In Dulwich and West Norwood, rents have been spiralling for many years, and all too often the quality of accommodation falls way below what any tenant should be able to expect.
I have in my constituency a landlord who owns 90 homes in a development called Dorchester Court. The landlord is on the Sunday Times rich list. Their properties are in an absolutely dire state. Wooden props support the window frames. Plastic sheeting acts as an ineffective shield against moisture penetrating the walls. The heating is unreliable in the winter. The water pipes are made from lead, which contaminates the water supply to a level that is not safe for human health. The council has been trying for a number of years to take enforcement action against this landlord, but it has been waiting many months for a court date. In the meantime, the same landlord has used section 21 eviction notices—in a way that, in my experience, is entirely common—simply to ratchet up rents. Tenants are served with a section 21 notice terminating the tenancy, alongside an offer of a new tenancy at a higher level—often a significantly higher level—of rent. If any Member doubts the need for additional regulation of the private rented sector, they should visit Dorchester Court in my constituency, and, in five minutes, they will see how the regulatory framework is failing tenants across the country.

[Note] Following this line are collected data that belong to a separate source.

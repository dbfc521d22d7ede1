use std::path::PathBuf;
use thiserror::Error;

use crate::label::ClassId;
use crate::split::Infeasible;

/// The main error type for yololabel operations.
#[derive(Debug, Error)]
pub enum YololabelError {
    #[error("IO error: {0}")]
    Io(#[from] std::io::Error),

    #[error("Invalid bounding box: {message}")]
    InvalidGeometry { message: String },

    #[error("Class id {class_id} is not part of the label taxonomy")]
    UnknownClass { class_id: ClassId },

    #[error("Invalid image dimensions {width}x{height} (must be positive)")]
    InvalidImage { width: u32, height: u32 },

    #[error("Staging area failure at {path}: {source}")]
    StagingIo {
        path: PathBuf,
        #[source]
        source: std::io::Error,
    },

    #[error("Split percentages {train}/{val}/{test} must be in 0..=100 and sum to 100")]
    PercentageMismatch { train: u32, val: u32, test: u32 },

    #[error("Staged file {path} has no matching {missing} file")]
    UnpairedFile {
        path: PathBuf,
        missing: &'static str,
    },

    #[error("Staged files {first} and {second} share the stem '{stem}'")]
    DuplicateStem {
        stem: String,
        first: PathBuf,
        second: PathBuf,
    },

    #[error("Failed to parse label file {path} at line {line}: {message}")]
    LabelParse {
        path: PathBuf,
        line: usize,
        message: String,
    },

    #[error("Failed to move {from} to {to}: {source}")]
    Move {
        from: PathBuf,
        to: PathBuf,
        #[source]
        source: std::io::Error,
    },

    #[error("Refusing to overwrite existing dataset file {path}")]
    DestinationExists { path: PathBuf },

    #[error("Staging root {staging} and dataset destination {destination} overlap")]
    StagingOverlap {
        staging: PathBuf,
        destination: PathBuf,
    },

    #[error("Annotation session is closed")]
    SessionClosed,

    #[error("Image index {index} is out of range for {len} image(s)")]
    OutOfRange { index: usize, len: usize },

    #[error("No images found in {path}")]
    NoImages { path: PathBuf },

    #[error("Failed to process image {path}: {source}")]
    Image {
        path: PathBuf,
        #[source]
        source: image::ImageError,
    },

    #[error("Failed to parse label taxonomy from {path}: {source}")]
    TaxonomyParse {
        path: PathBuf,
        #[source]
        source: serde_json::Error,
    },

    #[error("Invalid label taxonomy: {message}")]
    TaxonomyInvalid { message: String },

    #[error("Failed to parse box file {path}: {source}")]
    BoxScriptParse {
        path: PathBuf,
        #[source]
        source: serde_json::Error,
    },

    #[error("Failed to write dataset manifest {path}: {source}")]
    Manifest {
        path: PathBuf,
        #[source]
        source: serde_yaml::Error,
    },

    #[error("Stratified split is impossible: {0}")]
    SplitInfeasible(Infeasible),

    #[error("Failed to serialize report: {0}")]
    ReportSerialize(#[source] serde_json::Error),

    #[error("Invalid resolution '{0}' (expected WIDTHxHEIGHT with positive sides)")]
    InvalidResolution(String),
}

Section 8 allows for landlords to get their property back when they have a legitimate reason to do so. Section 21 is a pernicious, destabilising force in the housing rental market and there is no place for it. The consequences of section 21 are more than simply contractual. They are found in poor mental health and anxiety, in increasing homelessness and financial hardship, in children living in accommodation that no child should have to live in, and in children having to worry about the anxiety that their parents are experiencing because of the possibility of losing their home at any time. It is very disappointing that the Government are delaying the ban on section 21 evictions by allowing a loophole in this legislation. I sincerely hope that, in Committee, they will reconsider their position.

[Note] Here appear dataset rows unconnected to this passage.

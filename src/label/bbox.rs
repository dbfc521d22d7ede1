//! Pixel-space bounding boxes drawn over the displayed image.

use serde::{Deserialize, Serialize};

use super::ClassId;
use crate::error::YololabelError;

/// A pixel position on the displayed (already resized) image.
#[derive(Clone, Copy, Debug, Default, PartialEq, Eq, Hash, Serialize, Deserialize)]
pub struct PixelPoint {
    pub x: i32,
    pub y: i32,
}

impl PixelPoint {
    #[inline]
    pub fn new(x: i32, y: i32) -> Self {
        Self { x, y }
    }
}

/// An axis-aligned rectangle with the class it was labelled as.
///
/// Construction does not enforce `top_left < bottom_right`;
/// [`BoundingBox::validate`] reports malformed boxes so the session can
/// refuse them instead of panicking.
#[derive(Clone, Copy, Debug, PartialEq, Eq, Hash, Serialize, Deserialize)]
pub struct BoundingBox {
    pub top_left: PixelPoint,
    pub bottom_right: PixelPoint,
    pub class_id: ClassId,
}

impl BoundingBox {
    /// Creates a box from explicit corners.
    #[inline]
    pub fn new(top_left: PixelPoint, bottom_right: PixelPoint, class_id: impl Into<ClassId>) -> Self {
        Self {
            top_left,
            bottom_right,
            class_id: class_id.into(),
        }
    }

    /// Creates a box from `x1, y1, x2, y2` corner coordinates.
    #[inline]
    pub fn from_corners(x1: i32, y1: i32, x2: i32, y2: i32, class_id: impl Into<ClassId>) -> Self {
        Self::new(PixelPoint::new(x1, y1), PixelPoint::new(x2, y2), class_id)
    }

    /// Creates a box from the two ends of a mouse drag, in any direction.
    pub fn from_drag(start: PixelPoint, end: PixelPoint, class_id: impl Into<ClassId>) -> Self {
        Self::from_corners(
            start.x.min(end.x),
            start.y.min(end.y),
            start.x.max(end.x),
            start.y.max(end.y),
            class_id,
        )
    }

    /// Width in pixels. Negative or zero for malformed boxes.
    #[inline]
    pub fn width(&self) -> i64 {
        i64::from(self.bottom_right.x) - i64::from(self.top_left.x)
    }

    /// Height in pixels. Negative or zero for malformed boxes.
    #[inline]
    pub fn height(&self) -> i64 {
        i64::from(self.bottom_right.y) - i64::from(self.top_left.y)
    }

    /// Returns true when the box has no positive area.
    #[inline]
    pub fn is_degenerate(&self) -> bool {
        self.width() <= 0 || self.height() <= 0
    }

    /// Returns true if the box lies inside a `width x height` image.
    pub fn fits_within(&self, width: u32, height: u32) -> bool {
        self.top_left.x >= 0
            && self.top_left.y >= 0
            && i64::from(self.bottom_right.x) <= i64::from(width)
            && i64::from(self.bottom_right.y) <= i64::from(height)
    }

    /// Checks the box can be recorded against an image of the given size.
    pub fn validate(&self, width: u32, height: u32) -> Result<(), YololabelError> {
        if self.is_degenerate() {
            return Err(YololabelError::InvalidGeometry {
                message: format!(
                    "box ({}, {})-({}, {}) has no area",
                    self.top_left.x, self.top_left.y, self.bottom_right.x, self.bottom_right.y
                ),
            });
        }

        if !self.fits_within(width, height) {
            return Err(YololabelError::InvalidGeometry {
                message: format!(
                    "box ({}, {})-({}, {}) lies outside the {}x{} image",
                    self.top_left.x,
                    self.top_left.y,
                    self.bottom_right.x,
                    self.bottom_right.y,
                    width,
                    height
                ),
            });
        }

        Ok(())
    }
}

I turn now to an amendment to the Bill that I plan to table. Earlier this year, my constituents lost their son, a first year university student, to suicide—a devastating loss for any parent to bear. Their son had signed a tenancy for his second-year accommodation and his parents had signed a guarantor agreement. After their son’s death, they discovered that the guarantor agreement applied even in the event of his death, and the letting agent began pursuing them for the rent. It was rent for a tenancy that had not yet started and a tenancy that he would never take up. This is a shockingly punitive act against parents who were already suffering the worst possible loss.

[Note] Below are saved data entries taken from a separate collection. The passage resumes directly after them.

//! Yololabel: annotate images with bounding boxes and build YOLO datasets.
//!
//! An [`session::AnnotationSession`] walks a folder of images, turns the
//! pixel boxes drawn on each resized image into normalized YOLO records and
//! persists them. In dataset mode the results are buffered in a staging
//! area and, once the last image is handled, split into stratified
//! train/val/test buckets and moved into place. Label taxonomies that make
//! stratification impossible fall back to a flat, unsplit dataset.
//!
//! # Modules
//!
//! - [`label`]: class ids, pixel boxes, YOLO records and the label taxonomy
//! - [`image_io`]: source image discovery and resizing
//! - [`session`]: the annotation state machine
//! - [`staging`]: the session-scoped temporary buffer
//! - [`split`]: stratified train/val/test planning
//! - [`materialize`]: moving staged files into the dataset layout
//! - [`manifest`]: the `dataset.yaml` written next to a split dataset
//! - [`error`]: error types for yololabel operations

pub mod error;
pub mod image_io;
pub mod label;
pub mod manifest;
pub mod materialize;
pub mod session;
pub mod split;
pub mod staging;

use std::collections::BTreeMap;
use std::fs;
use std::path::{Path, PathBuf};

use clap::{Parser, Subcommand, ValueEnum};
use serde::{Deserialize, Serialize};

pub use error::YololabelError;

use image_io::{file_name_of, list_source_images, Resolution};
use label::{read_taxonomy_json, BoundingBox, ClassId};
use materialize::DatasetMaterializer;
use session::{Advance, AnnotationSession, DatasetConfig, DatasetOutcome, SessionConfig};
use split::{DatasetSplitter, SplitOptions, SplitOutcome, SplitPercentages, SplitReport};

/// The yololabel CLI application.
#[derive(Parser)]
#[command(name = "yololabel")]
#[command(version, author, about)]
#[command(propagate_version = true)]
struct Cli {
    #[command(subcommand)]
    command: Option<Commands>,
}

/// Available subcommands.
#[derive(Subcommand)]
enum Commands {
    /// Annotate a folder of images from a box file and save the labels.
    Annotate(AnnotateArgs),
    /// Split a flat images/ + labels/ folder into train/val/test.
    Split(SplitArgs),
}

#[derive(Clone, Copy, Debug, PartialEq, Eq, ValueEnum)]
enum OutputFormat {
    Text,
    Json,
}

/// Arguments for the annotate subcommand.
#[derive(clap::Args)]
struct AnnotateArgs {
    /// Folder containing the source images.
    #[arg(long)]
    images: PathBuf,

    /// Label taxonomy JSON, e.g. {"0": "Cat", "1": "Dog"}.
    #[arg(long)]
    labels: PathBuf,

    /// JSON object mapping image file names to boxes, or to null to discard.
    #[arg(long)]
    boxes: Option<PathBuf>,

    /// Size every image is resized to before annotation.
    #[arg(long, default_value = "800x600", value_parser = parse_resolution)]
    resolution: Resolution,

    /// Build a stratified dataset under this folder instead of saving next
    /// to the image folder.
    #[arg(long)]
    dataset: Option<PathBuf>,

    #[command(flatten)]
    split: SplitFlags,

    /// Staging folder (defaults to <images>/tmp).
    #[arg(long, requires = "dataset")]
    staging: Option<PathBuf>,

    /// Do not write dataset.yaml after a successful split.
    #[arg(long, requires = "dataset")]
    no_manifest: bool,

    /// Output format for the summary.
    #[arg(long, value_enum, default_value = "text")]
    output: OutputFormat,
}

/// Arguments for the split subcommand.
#[derive(clap::Args)]
struct SplitArgs {
    /// Folder with images/ and labels/ subfolders.
    #[arg(long)]
    input: PathBuf,

    /// Destination root for train/, val/ and test/.
    #[arg(long)]
    dest: PathBuf,

    /// Label taxonomy JSON; when given, dataset.yaml is written.
    #[arg(long)]
    labels: Option<PathBuf>,

    #[command(flatten)]
    split: SplitFlags,

    /// Output format for the report.
    #[arg(long, value_enum, default_value = "text")]
    output: OutputFormat,
}

#[derive(clap::Args)]
struct SplitFlags {
    /// Train, val and test percentages, summing to 100.
    #[arg(long = "split", default_value = "70,15,15", value_parser = parse_split)]
    percentages: SplitPercentages,

    /// Seed for the split shuffle.
    #[arg(long, env = "YOLOLABEL_SEED", default_value_t = split::DEFAULT_SEED)]
    seed: u64,

    /// Treat a class left in a single file after the test split as
    /// unsplittable instead of keeping that file in train.
    #[arg(long)]
    strict_stratify: bool,
}

impl SplitFlags {
    fn options(&self) -> SplitOptions {
        SplitOptions {
            seed: self.seed,
            strict_second_stage: self.strict_stratify,
        }
    }
}

/// One box of the `--boxes` file, in resized-image pixels.
#[derive(Clone, Copy, Debug, PartialEq, Eq, Serialize, Deserialize)]
#[serde(deny_unknown_fields)]
pub struct BoxSpec {
    pub class_id: u32,
    pub x1: i32,
    pub y1: i32,
    pub x2: i32,
    pub y2: i32,
}

impl BoxSpec {
    pub fn to_bounding_box(self) -> BoundingBox {
        BoundingBox::from_corners(self.x1, self.y1, self.x2, self.y2, ClassId::new(self.class_id))
    }
}

/// Per image file name: `Some(boxes)` to annotate, `None` to discard.
pub type BoxScript = BTreeMap<String, Option<Vec<BoxSpec>>>;

/// Reads a `--boxes` file.
pub fn read_box_script(path: &Path) -> Result<BoxScript, YololabelError> {
    let content = fs::read_to_string(path)?;
    serde_json::from_str(&content).map_err(|source| YololabelError::BoxScriptParse {
        path: path.to_path_buf(),
        source,
    })
}

fn parse_resolution(value: &str) -> Result<Resolution, String> {
    value.parse::<Resolution>().map_err(|err| err.to_string())
}

/// Parses `train,val,test`, e.g. `70,15,15`.
fn parse_split(value: &str) -> Result<SplitPercentages, String> {
    let parts: Vec<&str> = value.split(',').map(str::trim).collect();
    let [train, val, test] = parts.as_slice() else {
        return Err(format!(
            "expected three comma-separated percentages, got '{}'",
            value
        ));
    };

    let parse = |part: &str| {
        part.parse::<u32>()
            .map_err(|_| format!("'{}' is not a whole percentage", part))
    };
    SplitPercentages::new(parse(train)?, parse(val)?, parse(test)?).map_err(|err| err.to_string())
}

/// Run the yololabel CLI.
///
/// This is the main entry point for the CLI, called from `main.rs`.
pub fn run() -> Result<(), YololabelError> {
    let cli = Cli::parse();

    match cli.command {
        Some(Commands::Annotate(args)) => run_annotate(args),
        Some(Commands::Split(args)) => run_split(args),
        None => {
            println!("yololabel {}", env!("CARGO_PKG_VERSION"));
            println!();
            println!("Annotate images and build stratified YOLO datasets.");
            println!();
            println!("Run 'yololabel --help' for usage information.");
            Ok(())
        }
    }
}

/// Execute the annotate subcommand.
fn run_annotate(args: AnnotateArgs) -> Result<(), YololabelError> {
    let taxonomy = read_taxonomy_json(&args.labels)?;
    let images = list_source_images(&args.images)?;
    let mut script = match &args.boxes {
        Some(path) => read_box_script(path)?,
        None => BoxScript::new(),
    };

    let dataset = args.dataset.map(|destination_root| DatasetConfig {
        destination_root,
        percentages: args.split.percentages,
        seed: args.split.seed,
        staging_root: args.staging,
        write_manifest: !args.no_manifest,
        strict_second_stage: args.split.strict_stratify,
    });
    let config = SessionConfig {
        resolution: args.resolution,
        dataset,
    };

    let mut session = AnnotationSession::new(images, taxonomy, config)?;
    let summary = loop {
        let name = file_name_of(session.current_image()?)?;
        let step = match script.remove(&name) {
            Some(None) => session.discard_current()?,
            Some(Some(boxes)) => {
                for spec in boxes {
                    match session.record_box(spec.to_bounding_box()) {
                        Ok(()) => {}
                        // Already logged; the image keeps its other boxes.
                        Err(YololabelError::InvalidGeometry { .. })
                        | Err(YololabelError::UnknownClass { .. }) => {}
                        Err(err) => return Err(err),
                    }
                }
                session.advance()?
            }
            None => session.advance()?,
        };

        if let Advance::Finished(summary) = step {
            break summary;
        }
    };

    for name in script.keys() {
        log::warn!("box file entry '{}' matches no image", name);
    }

    match args.output {
        OutputFormat::Json => print_json(&summary)?,
        OutputFormat::Text => {
            println!(
                "Annotated {} image(s) ({} discarded, {} box(es))",
                summary.annotated, summary.discarded, summary.boxes
            );
            match &summary.outcome {
                DatasetOutcome::Saved {
                    images_dir,
                    labels_dir,
                } => {
                    println!("Images: {}", images_dir.display());
                    println!("Labels: {}", labels_dir.display());
                }
                DatasetOutcome::Split {
                    destination,
                    report,
                    manifest,
                } => {
                    println!("Dataset: {}", destination.display());
                    print!("{}", report);
                    if let Some(manifest) = manifest {
                        println!("Manifest: {}", manifest.display());
                    }
                }
                DatasetOutcome::Fallback {
                    destination,
                    files,
                    ..
                } => {
                    println!("Dataset: {} ({} unsplit file(s))", destination.display(), files);
                }
            }
        }
    }

    if let DatasetOutcome::Fallback { reason, .. } = &summary.outcome {
        eprintln!("warning: {}; the dataset was saved unsplit and needs a manual split", reason);
    }

    Ok(())
}

/// Execute the split subcommand.
fn run_split(args: SplitArgs) -> Result<(), YololabelError> {
    let taxonomy = args
        .labels
        .as_deref()
        .map(read_taxonomy_json)
        .transpose()?;
    let (images, labels) = split::collect_flat_dataset(&args.input)?;

    let splitter = DatasetSplitter::new(args.split.percentages, args.split.options());
    let partition = match splitter.split(&images, &labels)? {
        SplitOutcome::Split(partition) => partition,
        SplitOutcome::Infeasible { reason, .. } => {
            return Err(YololabelError::SplitInfeasible(reason));
        }
    };

    DatasetMaterializer::new(&args.dest).materialize(&partition)?;
    let manifest = match &taxonomy {
        Some(taxonomy) => Some(manifest::write_manifest(&args.dest, taxonomy)?),
        None => None,
    };

    match args.output {
        OutputFormat::Json => {
            #[derive(Serialize)]
            struct SplitSummary<'a> {
                destination: &'a Path,
                report: &'a SplitReport,
                manifest: Option<&'a Path>,
            }
            print_json(&SplitSummary {
                destination: &args.dest,
                report: &partition.report,
                manifest: manifest.as_deref(),
            })?;
        }
        OutputFormat::Text => {
            println!("Dataset: {}", args.dest.display());
            print!("{}", partition.report);
            if let Some(manifest) = manifest {
                println!("Manifest: {}", manifest.display());
            }
        }
    }

    Ok(())
}

fn print_json<T: Serialize>(value: &T) -> Result<(), YololabelError> {
    let json = serde_json::to_string_pretty(value).map_err(YololabelError::ReportSerialize)?;
    println!("{}", json);
    Ok(())
}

In extensive correspondence with the letting agent on my constituents’ behalf, it refused to budge, simply stating that the rent was a contractual obligation and, although it was unfortunate, my constituents were bound to its terms. I am grateful to the Minister for meeting me to discuss the issues raised by this case. She has explained that the Bill will enable any tenant to terminate a tenancy with two months’ notice, but two months’ rent is a financial penalty that no bereaved guarantor should have to pay. This type of clause is not in every guarantor agreement, and it is not necessary. Insurance policies can cover loss of rent in the event of the death
of a tenant. I ask the Government to reconsider their position and, in Committee, to accept my amendment, which would straightforwardly outlaw the pursuit of guarantors for rent owed by a deceased tenant and stop any other family having to suffer this egregious additional pain, anxiety and hardship at a time of great sadness and vulnerability.